According to data released by the National Statistics Bureau, China’s population began shrinking in 2022, for the 1st time in 6 decades, compounding a worsening demographic crisis for the world’s 2nd largest economy. At 1.41 billion people at the end of last year, 850K fewer than the end of 2021, it marks the 1st drop since 1961, the final year of the Great Famine under former paramount leader Mao Zedong.
Police in Peru fired tear gas near congress Thursday, as protesters massed in downtown Lima to try to topple the weak government of President Dina Boluarte. As the nation’s political crisis enters its 7th week, demonstrators from rural areas traveled 100’s of miles in buses & trucks to voice discontent with the change in government.

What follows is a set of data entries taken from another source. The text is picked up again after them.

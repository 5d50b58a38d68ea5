//! Schema migrations for the note store.
//!
//! Each step is a SQL script bundled at compile time. Steps run in version
//! order, each inside its own transaction together with the
//! `user_version` bump, so a failed step leaves the previous version intact.

use crate::db::{DbError, DbResult};
use log::{info, warn};
use rusqlite::Connection;

/// `(version, script)` pairs, strictly increasing by version.
const STEPS: &[(u32, &str)] = &[
    (1, include_str!("0001_notes.sql")),
    (2, include_str!("0002_session.sql")),
];

/// Schema version this build writes.
pub fn latest_version() -> u32 {
    STEPS.last().map_or(0, |(version, _)| *version)
}

/// Brings `conn` up to [`latest_version`].
///
/// # Errors
/// - `UnsupportedSchemaVersion` when the file is newer than this build.
/// - `Migration` naming the first step that failed.
pub fn apply_migrations(conn: &mut Connection) -> DbResult<()> {
    let from = schema_version(conn)?;
    let latest = latest_version();
    if from > latest {
        return Err(DbError::UnsupportedSchemaVersion {
            db_version: from,
            latest_supported: latest,
        });
    }

    for &(version, script) in STEPS.iter().filter(|(version, _)| *version > from) {
        run_step(conn, version, script).map_err(|source| {
            warn!(
                "event=db_migrate module=db status=error version={} error={}",
                version, source
            );
            DbError::Migration { version, source }
        })?;
    }

    if from < latest {
        info!(
            "event=db_migrate module=db status=ok from_version={} to_version={}",
            from, latest
        );
    }
    Ok(())
}

fn run_step(conn: &mut Connection, version: u32, script: &str) -> rusqlite::Result<()> {
    let tx = conn.transaction()?;
    tx.execute_batch(script)?;
    tx.pragma_update(None, "user_version", version)?;
    tx.commit()
}

fn schema_version(conn: &Connection) -> DbResult<u32> {
    Ok(conn.pragma_query_value(None, "user_version", |row| row.get(0))?)
}

#[cfg(test)]
mod tests {
    use super::{apply_migrations, latest_version, STEPS};
    use rusqlite::Connection;

    #[test]
    fn steps_are_strictly_increasing() {
        assert!(STEPS.windows(2).all(|pair| pair[0].0 < pair[1].0));
        assert_eq!(latest_version(), STEPS.len() as u32);
    }

    #[test]
    fn partially_migrated_database_resumes() {
        let mut conn = Connection::open_in_memory().expect("open");
        conn.execute_batch(STEPS[0].1).expect("first step");
        conn.pragma_update(None, "user_version", 1)
            .expect("bump version");

        apply_migrations(&mut conn).expect("resume");

        let session_rows: i64 = conn
            .query_row("SELECT COUNT(*) FROM session;", [], |row| row.get(0))
            .expect("session table exists");
        assert_eq!(session_rows, 0);
    }
}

The construction of Finland’s 1st industrial-scale green hydrogen production facility began on Friday, its future operator P2X Solutions said. Green hydrogen is produced using renewable energy to split water by electrolysis. It is seen as a major power source that will help Europe end its previous dependency on Russian energy & to reduce carbon emissions. A number of countries & companies have announced investments in green hydrogen production, but few of the plans are in advanced stages.

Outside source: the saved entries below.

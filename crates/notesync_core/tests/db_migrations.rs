use notesync_core::db::migrations::latest_version;
use notesync_core::db::{open_db, open_db_in_memory, DbError};
use rusqlite::Connection;

#[test]
fn open_db_in_memory_applies_all_migrations() {
    let conn = open_db_in_memory().expect("in-memory db should open");

    assert_eq!(schema_version(&conn), latest_version());
    assert_table_exists(&conn, "notes");
    assert_table_exists(&conn, "session");
}

#[test]
fn reopening_a_file_keeps_schema_and_rows() {
    let dir = tempfile::tempdir().expect("temp dir");
    let path = dir.path().join("notesync.db");

    let conn = open_db(&path).expect("first open");
    conn.execute(
        "INSERT INTO notes (id, title, timestamp) VALUES ('n1', 'kept', 1);",
        [],
    )
    .expect("insert note");
    drop(conn);

    let conn = open_db(&path).expect("second open");
    assert_eq!(schema_version(&conn), latest_version());
    let title: String = conn
        .query_row("SELECT title FROM notes WHERE id = 'n1';", [], |row| {
            row.get(0)
        })
        .expect("row survives reopen");
    assert_eq!(title, "kept");
}

#[test]
fn flag_columns_reject_values_other_than_zero_or_one() {
    let conn = open_db_in_memory().expect("in-memory db should open");
    let result = conn.execute(
        "INSERT INTO notes (id, timestamp, locked) VALUES ('bad', 1, 2);",
        [],
    );
    assert!(result.is_err());
}

#[test]
fn opening_database_with_newer_schema_version_returns_error() {
    let dir = tempfile::tempdir().expect("temp dir");
    let path = dir.path().join("future.db");

    let conn = Connection::open(&path).expect("raw open");
    conn.execute_batch("PRAGMA user_version = 999;")
        .expect("bump version");
    drop(conn);

    match open_db(&path).expect_err("future schema must be rejected") {
        DbError::UnsupportedSchemaVersion {
            db_version,
            latest_supported,
        } => {
            assert_eq!(db_version, 999);
            assert_eq!(latest_supported, latest_version());
        }
        other => panic!("unexpected error: {other}"),
    }
}

fn schema_version(conn: &Connection) -> u32 {
    conn.query_row("PRAGMA user_version;", [], |row| row.get(0))
        .expect("read user_version")
}

fn assert_table_exists(conn: &Connection, table_name: &str) {
    let exists: i64 = conn
        .query_row(
            "SELECT EXISTS(
                SELECT 1
                FROM sqlite_master
                WHERE type = 'table' AND name = ?1
            );",
            [table_name],
            |row| row.get(0),
        )
        .expect("query sqlite_master");
    assert_eq!(exists, 1, "table {table_name} does not exist");
}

The number of transistors on a microchip has doubled every year since the 1960s. But will soon plateau because silicon, loses its electrical properties once devices made from this material dip below a certain size. 2D materials two-dimensional sheets of perfect crystals can be as thin as a single atom. At the scale of nanometers, 2D materials can conduct electrons far more efficiently than silicon. The search for next-generation transistor materials therefore has focused on 2D materials, as potential successors to silicon.

the U.S. Federal Reserve is investigating Goldman Sachs Group’s consumer business to determine whether the bank had appropriate safeguards in place; India is now set to export a record 50M eggs this month; Cryptocurrency firm Genesis filed for Chapter 11 bankruptcy; New Zealand Prime Minister Jacinda Ardern will not seek reelection & plans to step down no later than early Feb; The U.S. has now had 2-consecutive monthly declines in retail sales.